# Your goal
Count the lines in the following data that include "debug". Please write only the number.

# Task input

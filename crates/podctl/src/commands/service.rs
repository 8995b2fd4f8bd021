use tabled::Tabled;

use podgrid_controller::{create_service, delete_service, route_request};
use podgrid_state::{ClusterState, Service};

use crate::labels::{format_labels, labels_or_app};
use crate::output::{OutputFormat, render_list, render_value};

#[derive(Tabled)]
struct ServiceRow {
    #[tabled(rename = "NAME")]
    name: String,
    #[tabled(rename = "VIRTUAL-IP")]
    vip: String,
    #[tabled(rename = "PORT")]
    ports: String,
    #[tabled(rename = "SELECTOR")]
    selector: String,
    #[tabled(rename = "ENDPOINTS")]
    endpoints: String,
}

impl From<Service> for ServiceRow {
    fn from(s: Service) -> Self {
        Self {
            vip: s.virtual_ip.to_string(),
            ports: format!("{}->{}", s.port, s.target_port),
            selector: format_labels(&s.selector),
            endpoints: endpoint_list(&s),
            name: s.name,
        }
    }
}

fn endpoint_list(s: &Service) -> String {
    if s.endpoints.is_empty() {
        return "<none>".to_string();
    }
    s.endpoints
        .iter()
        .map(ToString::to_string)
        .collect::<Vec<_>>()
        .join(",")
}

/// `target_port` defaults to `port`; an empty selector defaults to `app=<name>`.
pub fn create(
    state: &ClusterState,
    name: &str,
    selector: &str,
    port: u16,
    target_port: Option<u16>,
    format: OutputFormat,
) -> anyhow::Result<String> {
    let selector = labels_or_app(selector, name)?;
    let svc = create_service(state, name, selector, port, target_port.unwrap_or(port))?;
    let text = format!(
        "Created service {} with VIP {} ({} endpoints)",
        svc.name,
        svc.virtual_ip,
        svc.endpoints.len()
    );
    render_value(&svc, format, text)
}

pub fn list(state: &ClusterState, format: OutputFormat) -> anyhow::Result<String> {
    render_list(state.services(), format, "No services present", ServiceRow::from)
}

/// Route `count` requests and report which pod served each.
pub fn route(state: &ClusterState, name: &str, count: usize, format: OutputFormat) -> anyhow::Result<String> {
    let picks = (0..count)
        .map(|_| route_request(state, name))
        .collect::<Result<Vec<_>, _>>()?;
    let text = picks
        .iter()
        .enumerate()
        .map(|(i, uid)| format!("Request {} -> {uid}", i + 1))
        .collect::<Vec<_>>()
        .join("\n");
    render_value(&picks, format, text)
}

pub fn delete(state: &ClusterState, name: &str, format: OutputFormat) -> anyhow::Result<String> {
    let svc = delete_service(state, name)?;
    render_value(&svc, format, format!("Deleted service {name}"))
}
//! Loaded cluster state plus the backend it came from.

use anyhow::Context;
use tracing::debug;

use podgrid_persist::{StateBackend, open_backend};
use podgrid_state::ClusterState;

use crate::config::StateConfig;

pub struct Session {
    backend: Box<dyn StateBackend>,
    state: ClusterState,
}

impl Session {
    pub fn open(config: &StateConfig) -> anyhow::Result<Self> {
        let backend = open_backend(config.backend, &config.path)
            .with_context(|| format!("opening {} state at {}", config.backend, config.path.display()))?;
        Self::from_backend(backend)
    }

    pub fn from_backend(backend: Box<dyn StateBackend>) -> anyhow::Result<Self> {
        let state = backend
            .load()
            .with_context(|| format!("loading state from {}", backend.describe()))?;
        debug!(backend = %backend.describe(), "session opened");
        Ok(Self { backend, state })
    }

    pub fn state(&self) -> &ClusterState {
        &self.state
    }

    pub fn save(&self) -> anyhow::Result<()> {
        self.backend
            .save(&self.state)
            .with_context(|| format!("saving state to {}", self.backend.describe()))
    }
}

# Solution to this exercise
2